Kansas officers: Man shot by deputies was suspect in Arizona killings
A man who died in a shootout that injured four Kansas law enforcement officers was a suspect in a double homicide in Phoenix, Arizona, police said Tuesday.
Leroy D. Malone, 39, of Phoenix, was killed Monday after he was shot several times by law enforcement officers in Dodge City, Kansas, the Kansas Bureau of Investigation said.
Two deputies from Ford County and one from Clark County were shot, and a Kansas Highway Patrol trooper was bitten by a police dog. One Ford County deputy was treated for shrapnel wounds and released. The other three officers remain hospitalized.
A woman who was driving the car with Malone also was shot several times and is hospitalized. Her name has not been released.

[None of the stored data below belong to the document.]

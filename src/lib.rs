//! # auditscan - Broadcast Network Discovery and Audit
//!
//! auditscan sweeps an IPv4 address range, classifies every responder by
//! probing its SNMP, HTTP, and Telnet surfaces, then runs a family-specific
//! collector that records identity, licensing, card inventory, network
//! interfaces, and raw configuration to a timestamped result directory.
//!
//! ## Features
//!
//! - **Range Sweeps**: Inclusive start/end IPv4 ranges with an optional
//!   localhost tail entry
//! - **Ordered Classification**: An SNMP-first probe cascade that resolves
//!   each responder to one of over twenty device families
//! - **Data-Driven Collectors**: Most families are described by a static
//!   profile interpreted by a single table driver; the rest get
//!   hand-written collectors
//! - **Bounded Concurrency**: Async host jobs under a semaphore budget,
//!   with cooperative cancellation
//! - **Result Persistence**: One directory per responding host, holding a
//!   JSON record and the raw configuration dump where the device offers one
//!
//! ## Example Usage
//!
//! ```rust,ignore
//! use auditscan::classify::{Classifier, ProbeConfig};
//!
//! #[tokio::main]
//! async fn main() {
//!     let classifier = Classifier::new(ProbeConfig::default());
//!     let family = classifier.classify("192.168.1.40").await;
//!     println!("192.168.1.40 is a {}", family);
//! }
//! ```
//!
//! ## Architecture
//!
//! The library is organized into several modules:
//!
//! - [`types`] - Address ranges, device family identifiers, and records
//! - [`net`] - Probe transports: ping, SNMP, HTTP, Telnet, and the XML scanner
//! - [`classify`] - The ordered classification cascade
//! - [`driver`] - Per-family collectors and the driver registry
//! - [`scheduler`] - The scan task, job pool, and progress events
//! - [`persist`] - Result directory layout and host record writer
//! - [`error`] - Comprehensive error types
//! - [`output`] - Output formatting utilities

pub mod classify;
pub mod cli;
pub mod driver;
pub mod error;
pub mod net;
pub mod output;
pub mod persist;
pub mod scheduler;
pub mod types;

// Re-export commonly used types
pub use classify::{Classifier, ProbeConfig};
pub use driver::Driver;
pub use error::{CliError, ProbeError, RangeError};
pub use scheduler::{ScanEvent, ScanRequest, ScanSummary, ScanTask};
pub use types::{AddrRange, DeviceRecord, DeviceTypeId};
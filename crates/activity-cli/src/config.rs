//! TOML configuration file schema and parsing.
//!
//! Example config file:
//!
//! ```toml
//! [logging]
//! format = "json"
//!
//! [defaults]
//! stall_limit_ms = 5000
//! pause_grace_ms = 8000
//! progress_interval_ms = 10000
//!
//! [metadata]
//! base_url = "https://www.netflix.com/api/shakti"
//! build_identifier = "v4f8c2a1b"
//!
//! [[webhook]]
//! url = "https://hooks.example.com/scrobble"
//! events = ["started", "paused", "ended"]
//! secret = "shared-key"
//! ```

use std::path::Path;

use serde::Deserialize;

use activity_core::dom::Selector;
use activity_core::{ActivityConfig, PlayerSelectors, WebhookConfig};

#[derive(Debug, Clone, Default, Deserialize)]
pub struct AppConfig {
    #[serde(default)]
    pub logging: LoggingConfig,

    #[serde(default)]
    pub defaults: DefaultsConfig,

    #[serde(default)]
    pub metadata: MetadataConfig,

    #[serde(default)]
    pub webhook: Vec<WebhookConfig>,
}

#[derive(Debug, Clone, Deserialize)]
pub struct LoggingConfig {
    #[serde(default = "default_log_format")]
    pub format: String,
}

impl Default for LoggingConfig {
    fn default() -> Self {
        Self {
            format: default_log_format(),
        }
    }
}

fn default_log_format() -> String {
    "pretty".into()
}

/// Overrides for [`ActivityConfig`]; durations in milliseconds.
#[derive(Debug, Clone, Default, Deserialize)]
pub struct DefaultsConfig {
    pub mount_selector: Option<String>,
    pub mount_retries: Option<u32>,
    pub mount_retry_interval_ms: Option<u64>,
    pub watch_path_prefix: Option<String>,
    pub media_debounce_ms: Option<u64>,
    pub stall_limit_ms: Option<u64>,
    pub pause_grace_ms: Option<u64>,
    pub progress_interval_ms: Option<u64>,
    pub sample_limit: Option<usize>,
    pub event_limit: Option<usize>,
    pub bridge_timeout_ms: Option<u64>,
    pub request_timeout_ms: Option<u64>,
    pub selectors: Option<PlayerSelectors>,
}

impl DefaultsConfig {
    pub fn to_activity_config(&self) -> ActivityConfig {
        let mut c = ActivityConfig::default();
        if let Some(v) = &self.mount_selector {
            c = c.with_mount_selector(v.clone());
        }
        if let Some(retries) = self.mount_retries {
            let interval = self
                .mount_retry_interval_ms
                .unwrap_or(c.mount_retry_interval.as_millis() as u64);
            c = c.with_mount_retries(retries, interval);
        } else if let Some(interval) = self.mount_retry_interval_ms {
            let retries = c.mount_retries;
            c = c.with_mount_retries(retries, interval);
        }
        if let Some(v) = &self.watch_path_prefix {
            c = c.with_watch_path_prefix(v.clone());
        }
        if let Some(v) = self.media_debounce_ms {
            c = c.with_media_debounce(v);
        }
        if let Some(v) = self.stall_limit_ms {
            c = c.with_stall_limit(v);
        }
        if let Some(v) = self.pause_grace_ms {
            c = c.with_pause_grace(v);
        }
        if let Some(v) = self.progress_interval_ms {
            c = c.with_progress_interval(v);
        }
        if let Some(v) = self.sample_limit {
            c = c.with_sample_limit(v);
        }
        if let Some(v) = self.event_limit {
            c = c.with_event_limit(v);
        }
        if let Some(v) = self.bridge_timeout_ms {
            c = c.with_bridge_timeout(v);
        }
        if let Some(v) = self.request_timeout_ms {
            c = c.with_request_timeout(v);
        }
        if let Some(v) = &self.selectors {
            c = c.with_selectors(v.clone());
        }
        c
    }
}

#[derive(Debug, Clone, Default, Deserialize)]
pub struct MetadataConfig {
    pub base_url: Option<String>,
    /// Page build identifier. Without it metadata requests are not made.
    pub build_identifier: Option<String>,
}

impl AppConfig {
    pub fn load(path: &Path) -> Result<Self, String> {
        let content = std::fs::read_to_string(path)
            .map_err(|e| format!("Failed to read config file {}: {}", path.display(), e))?;

        let config: AppConfig = toml::from_str(&content)
            .map_err(|e| format!("Failed to parse config file {}: {}", path.display(), e))?;

        config.validate()?;
        Ok(config)
    }

    /// The service configuration: defaults overrides plus the metadata base URL.
    pub fn activity_config(&self) -> ActivityConfig {
        let config = self.defaults.to_activity_config();
        match &self.metadata.base_url {
            Some(url) => config.with_metadata_base_url(url.clone()),
            None => config,
        }
    }

    fn validate(&self) -> Result<(), String> {
        for (i, wh) in self.webhook.iter().enumerate() {
            url::Url::parse(&wh.url)
                .map_err(|e| format!("Invalid webhook URL at index {}: {} ({})", i, wh.url, e))?;
        }

        if let Some(base) = &self.metadata.base_url {
            let parsed =
                url::Url::parse(base).map_err(|e| format!("Invalid metadata base URL: {} ({})", base, e))?;
            if parsed.scheme() != "http" && parsed.scheme() != "https" {
                return Err(format!("Metadata base URL must use http or https: {}", base));
            }
        }

        if self.metadata.build_identifier.as_deref() == Some("") {
            return Err("Metadata build_identifier must not be empty".into());
        }

        let config = self.defaults.to_activity_config();
        let s = &config.selectors;
        for selector in [
            &config.mount_selector,
            &s.container,
            &s.player,
            &s.controls,
            &s.info,
            &s.video,
            &s.title,
            &s.subtitle,
        ] {
            Selector::parse(selector).map_err(|e| format!("Invalid selector {:?}: {}", selector, e))?;
        }

        match self.logging.format.as_str() {
            "pretty" | "json" => {}
            other => {
                return Err(format!(
                    "Invalid logging format '{}': must be 'pretty' or 'json'",
                    other
                ));
            }
        }

        Ok(())
    }
}
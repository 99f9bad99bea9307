use std::time::Duration;

use chrono::{DateTime, Utc};
use tokio::time::Instant;
use tracing::{debug, info, trace, warn};

use super::event::{ActivityEvent, ActivityEventKind, EventRing};
use super::session::{FetchState, PlaybackSample, Session, SessionState};
use crate::config::ActivityConfig;
use crate::identity::MediaIdentity;
use crate::item::Item;
use crate::metadata::{MetadataError, VideoMetadataResponse};
use crate::observer::{NavigationEvent, PlayerEvent};

/// Ask the service to fetch metadata for the session's external id.
#[derive(Debug, Clone, Copy, PartialEq, Eq)]
pub struct FetchRequest {
    pub session_key: u64,
    pub external_id: u64,
}

#[derive(Debug, Default)]
pub struct MonitorOutput {
    pub events: Vec<ActivityEvent>,
    pub fetches: Vec<FetchRequest>,
}

impl MonitorOutput {
    pub fn is_empty(&self) -> bool {
        self.events.is_empty() && self.fetches.is_empty()
    }

    pub fn extend(&mut self, other: MonitorOutput) {
        self.events.extend(other.events);
        self.fetches.extend(other.fetches);
    }

    fn emit(&mut self, session: &Session, kind: ActivityEventKind) {
        self.events.push(event(session, kind));
    }
}

fn event(session: &Session, kind: ActivityEventKind) -> ActivityEvent {
    let event = ActivityEvent::new(kind, session.key, session.state());
    if kind.carries_item() {
        event.with_item(session.item.clone())
    } else {
        event
    }
}

/// Session state machine fed by navigation and player events.
///
/// Stateless about time: every input carries the current instant, and timer
/// expiries are delivered through [`PlayerMonitor::poll`].
#[derive(Debug)]
pub struct PlayerMonitor {
    watch_path_prefix: String,
    stall_limit: Duration,
    pause_grace: Duration,
    progress_interval: Duration,
    sample_limit: usize,
    external_id: Option<u64>,
    media: Option<MediaIdentity>,
    session: Option<Session>,
    next_session_key: u64,
    events: EventRing,
}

On Sunday, Phoenix police officers responding to a call about an injured person found 28-year-old Cameron Brown and 27-year-old Asya Ribble dead in their home.
Their two young children were inside the house but were unharmed.
During the investigation, detectives determined a male suspect and a woman who was with him had left the state, Phoenix police said in a news release.
Phoenix police spokesperson Sgt. Brian Bower said Tuesday he did not expect any more information about the Phoenix homicides to be released while the investigation continues.
After police contacted agencies nationwide, Clark County deputies saw a blue Toyota Tundra that matched the vehicle connected to the Phoenix deaths driving through Minneola, Kansas. When deputies tried to stop the car, it sped off, the KBI said.
Deputies from Ford County and the Kansas Highway Patrol joined the pursuit and eventually a Clark County deputy forced the truck into a ditch. The shootout began when the truck was stopped in Dodge City.
Sheriff's deputies from the Clark and Ford counties fired their weapons, the KBI said. The woman with Malone was shot and hospitalized in critical condition. A handgun was recovered from inside the truck, the KBI said.
Malone served time in prison in Arizona from June 2010 until June 2020 for convictions for aggravated assault, armed robbery, marijuana violation and other charges, according to online records.